I wanted to share that I had a real breakthrough with my depression last week. I haven't been exercising and I haven't been to a playgroup yet (though I am trying to get out of the house more often and I did join a playgroup on Meetup.com) I have been praying and getting back into God's word.
For awhile reading the Bible became such a chore. I felt guilty if I didn't do it, like I couldn't be close to God if didn't read my Bible, but every time I sat down I would get frustrated and angry. I wasn't hearing God and my spirit wasn't being fed. I was struggling with such basic things like is God really there and is anything I was taught to believe as a child true? Plus I was walking through a thick cloud of grief and shatterd dreams. My friends encouraged me to not equate my relationship with God to my quiet times. So I set my Bible aside and have only picked it up now and then for probably two years now. I don't know if I was right to let myself go without regular Bible readings for so long, but I know that in some moments it really was the right thing for me.
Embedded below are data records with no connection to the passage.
//! # Tunnel table
//!
//! Correlates asynchronous requests with their eventual replies. Each side of
//! the protocol keeps one table; a tunnel stores whatever the owner needs to
//! settle the request (a oneshot sender on the Controller, a pair of guest
//! promise resolvers in the Isolate) plus the namespace that owns it.
//!
//! ## Invariants
//!
//! - Ids come from a counter starting at 0 and are never compacted; removing
//!   a tunnel leaves every other id untouched.
//! - A tunnel is removed on first settlement, so a second settlement of the
//!   same id fails with [`Error::UnknownTunnel`] instead of reaching the caller.

use std::sync::atomic::AtomicU64;
use std::sync::atomic::Ordering;

use dashmap::DashMap;

#[derive(Debug, Clone, PartialEq, Eq)]
pub enum Error {
    /// No tunnel with this id is outstanding.
    UnknownTunnel(u64),
}

impl std::fmt::Display for Error {
    fn fmt(&self, f: &mut std::fmt::Formatter<'_>) -> std::fmt::Result {
        match self {
            Self::UnknownTunnel(id) => write!(f, "unknown tunnel {}", id),
        }
    }
}

impl std::error::Error for Error {}

pub type Result<T> = std::result::Result<T, Error>;

/// An outstanding request.
pub struct Tunnel<T> {
    pub namespace: Option<String>,
    pub handle: T,
}

/// Table of outstanding tunnels keyed by id.
pub struct TunnelTable<T> {
    slots: DashMap<u64, Tunnel<T>>,
    next: AtomicU64,
}

impl<T> TunnelTable<T> {
    pub fn new() -> Self {
        Self {
            slots: DashMap::new(),
            next: AtomicU64::new(0),
        }
    }

    /// Stores `handle` under a fresh id and returns the id.
    pub fn open(&self, namespace: Option<&str>, handle: T) -> u64 {
        let id = self.next.fetch_add(1, Ordering::Relaxed);
        self.slots.insert(id, Tunnel {
            namespace: namespace.map(str::to_string),
            handle,
        });
        id
    }

    /// Removes and returns the tunnel with this id.
    pub fn take(&self, id: u64) -> Result<Tunnel<T>> {
        self.slots
            .remove(&id)
            .map(|(_, tunnel)| tunnel)
            .ok_or(Error::UnknownTunnel(id))
    }

    /// Removes every tunnel owned by `namespace`, in id order.
    pub fn take_namespace(&self, namespace: &str) -> Vec<(u64, Tunnel<T>)> {
        let mut ids: Vec<u64> = self
            .slots
            .iter()
            .filter(|entry| entry.value().namespace.as_deref() == Some(namespace))
            .map(|entry| *entry.key())
            .collect();
        ids.sort_unstable();
        self.take_ids(ids)
    }

    /// Removes every outstanding tunnel, in id order.
    pub fn take_all(&self) -> Vec<(u64, Tunnel<T>)> {
        let mut ids: Vec<u64> = self.slots.iter().map(|entry| *entry.key()).collect();
        ids.sort_unstable();
        self.take_ids(ids)
    }

    fn take_ids(&self, ids: Vec<u64>) -> Vec<(u64, Tunnel<T>)> {
        ids.into_iter()
            .filter_map(|id| self.slots.remove(&id))
            .collect()
    }

    /// Number of outstanding tunnels owned by `namespace`.
    pub fn pending_in(&self, namespace: &str) -> usize {
        self.slots
            .iter()
            .filter(|entry| entry.value().namespace.as_deref() == Some(namespace))
            .count()
    }

    pub fn len(&self) -> usize {
        self.slots.len()
    }

    pub fn is_empty(&self) -> bool {
        self.slots.is_empty()
    }

    pub fn contains(&self, id: u64) -> bool {
        self.slots.contains_key(&id)
    }
}

impl<T> Default for TunnelTable<T> {
    fn default() -> Self {
        Self::new()
    }
}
Last week though I took some time to read a little bit of the Word and pray and just really seek God's face and to fill me with His love fore me. He did.
The sadness isn't all the way gone and my life still feels so out of control but I feel God's hand, holding mine and I hear Him saying that He is with me, He has never and will never let me go, we are walking step by step through this together. I feel the peace. I finally feel the satisfying love of Jesus. God's word is coming alive again to me and feeding my spirit and drawing me closer to God in worship of His awesomeness.
I have so far to go. I have so much to learn about what it means to walk with God. But this week I've said to myself that there is only one thing I need to do today - I need to be with God. Some days that means praying as I load the washing machine and listening to God as fold pants out of the dryer. But I've re-connected with God... and it's made all the difference in the world.